20 The reasoning process that led the magistrate to proceed on the basis of the five traffic infringements is somewhat unclear. Whatever it was, it saw him misdirecting himself as to the issues before him and embracing irrelevant considerations.

21 Relevant matters were that there were two further traffic infringements that should have been disclosed (whether or not there had been an election to have both matters dealt with in court) and that the plaintiff would have declined to insure the vehicle in those circumstances.

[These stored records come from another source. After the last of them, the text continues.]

use async_trait::async_trait;
use std::{
    collections::BTreeMap,
    sync::atomic::{AtomicI64, Ordering},
    time::{Duration, Instant},
};
use tokio::sync::RwLock;

use super::{BlogPostStore, StoreError};
use crate::db::models::BlogPost;

/// Process-local store, used when no database is configured and in tests.
///
/// Records live in a `BTreeMap` keyed by id, so iteration is ascending by id.
#[derive(Debug)]
pub struct InMemoryStore {
    posts: RwLock<BTreeMap<i64, BlogPost>>,
    next_id: AtomicI64,
}

impl InMemoryStore {
    pub fn new() -> Self {
        Self {
            posts: RwLock::new(BTreeMap::new()),
            next_id: AtomicI64::new(1),
        }
    }

    pub async fn len(&self) -> usize {
        self.posts.read().await.len()
    }

    pub async fn is_empty(&self) -> bool {
        self.posts.read().await.is_empty()
    }
}

impl Default for InMemoryStore {
    fn default() -> Self {
        Self::new()
    }
}

#[async_trait]
impl BlogPostStore for InMemoryStore {
    async fn find_all(&self) -> Result<Vec<BlogPost>, StoreError> {
        Ok(self.posts.read().await.values().cloned().collect())
    }

    async fn find(&self, id: i64) -> Result<Option<BlogPost>, StoreError> {
        Ok(self.posts.read().await.get(&id).cloned())
    }

    async fn assign_id(&self) -> Result<i64, StoreError> {
        Ok(self.next_id.fetch_add(1, Ordering::Relaxed))
    }

    async fn persist(&self, post: &mut BlogPost) -> Result<(), StoreError> {
        let id = match post.id {
            Some(id) => id,
            None => {
                let id = self.assign_id().await?;
                post.id = Some(id);
                id
            }
        };

        self.posts.write().await.insert(id, post.clone());
        Ok(())
    }

    async fn remove(&self, post: &BlogPost) -> Result<bool, StoreError> {
        let id = post.id.ok_or(StoreError::MissingId)?;
        Ok(self.posts.write().await.remove(&id).is_some())
    }

    async fn ping(&self) -> Result<Duration, StoreError> {
        let start = Instant::now();
        let _ = self.posts.read().await;
        Ok(start.elapsed())
    }

    fn backend(&self) -> &'static str {
        "memory"
    }
}

#[cfg(test)]
mod tests {
    use super::*;

    fn draft(title: &str) -> BlogPost {
        BlogPost::new(title.to_string(), "content".to_string(), None)
    }

    #[tokio::test]
    async fn test_persist_assigns_sequential_ids() {
        let store = InMemoryStore::new();
        let mut first = draft("first");
        let mut second = draft("second");

        store.persist(&mut first).await.unwrap();
        store.persist(&mut second).await.unwrap();

        assert_eq!(first.id, Some(1));
        assert_eq!(second.id, Some(2));
        assert_eq!(store.len().await, 2);
    }

    #[tokio::test]
    async fn test_persist_existing_id_replaces_record() {
        let store = InMemoryStore::new();
        let mut post = draft("before");
        store.persist(&mut post).await.unwrap();

        post.title = "after".to_string();
        store.persist(&mut post).await.unwrap();

        assert_eq!(store.len().await, 1);
        let found = store.find(post.id.unwrap()).await.unwrap().unwrap();
        assert_eq!(found.title, "after");
    }

    #[tokio::test]
    async fn test_find_all_is_ordered_by_id() {
        let store = InMemoryStore::new();
        for title in ["a", "b", "c"] {
            store.persist(&mut draft(title)).await.unwrap();
        }

        let ids: Vec<_> = store
            .find_all()
            .await
            .unwrap()
            .into_iter()
            .map(|p| p.id.unwrap())
            .collect();
        assert_eq!(ids, vec![1, 2, 3]);
    }

    #[tokio::test]
    async fn test_remove_reports_whether_record_existed() {
        let store = InMemoryStore::new();
        let mut post = draft("doomed");
        store.persist(&mut post).await.unwrap();

        assert!(store.remove(&post).await.unwrap());
        assert!(!store.remove(&post).await.unwrap());
        assert!(store.find(post.id.unwrap()).await.unwrap().is_none());
    }

    #[tokio::test]
    async fn test_ids_are_not_reused_after_remove() {
        let store = InMemoryStore::new();
        let mut post = draft("one");
        store.persist(&mut post).await.unwrap();
        store.remove(&post).await.unwrap();

        let mut next = draft("two");
        store.persist(&mut next).await.unwrap();
        assert_eq!(next.id, Some(2));
    }

    #[tokio::test]
    async fn test_remove_unsaved_post_fails() {
        let store = InMemoryStore::new();
        let result = store.remove(&draft("never saved")).await;
        assert!(matches!(result, Err(StoreError::MissingId)));
    }
}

22 In exercising the power conferred by s31, the magistrate proceeded on the basis that the plaintiff would have offered the defendant a policy subject to a $600 punitive excess (he applied the guidelines on the basis that there were only five infringements). This was erroneous. It saw him misdirecting himself as to the evidence and the application of the statutory provisions (inter alia, there was error in his approach to the provisions in subs (2)). As a result, there was a miscarriage of the exercise of the power conferred by s31.

23 Section 31 confers a discretionary power upon the court. The court may, if it would be harsh and unfair not to do so, disregard the avoidance and allow the insured to recover the whole or such part as the court thinks just and equitable in the circumstances, of the amount that would have been payable if the contract had not been avoided.

24 The exercise of the power is controlled by subs (2). It allows an exercise of the power only where the court is of the opinion that, in respect of the loss that is the subject of the proceedings before the court, the insurer has not been prejudiced by the failure or misrepresentation or, if the insurer has been so prejudiced, that prejudice is minimal or insignificant.

25 In (a) and (b) of subs (3), the section prescribes matters that the court must have regard to in exercising the power. Subsection (3) otherwise allows the court to have regard to any other relevant matter.

26 Because of the errors made by the magistrate, it seems to me that the court has no other recourse but to set aside the judgment and remit the matter to the Local Court so that the question of the exercise of the power can be considered afresh in accordance with law.

27 Accordingly, the judgment is set aside and the matter is remitted to the Local Court for determination in accordance with law. The defendant is to pay the costs of the summons. If so entitled, he is to have a certificate under the Suitor’s Fund Act. The exhibit may be returned.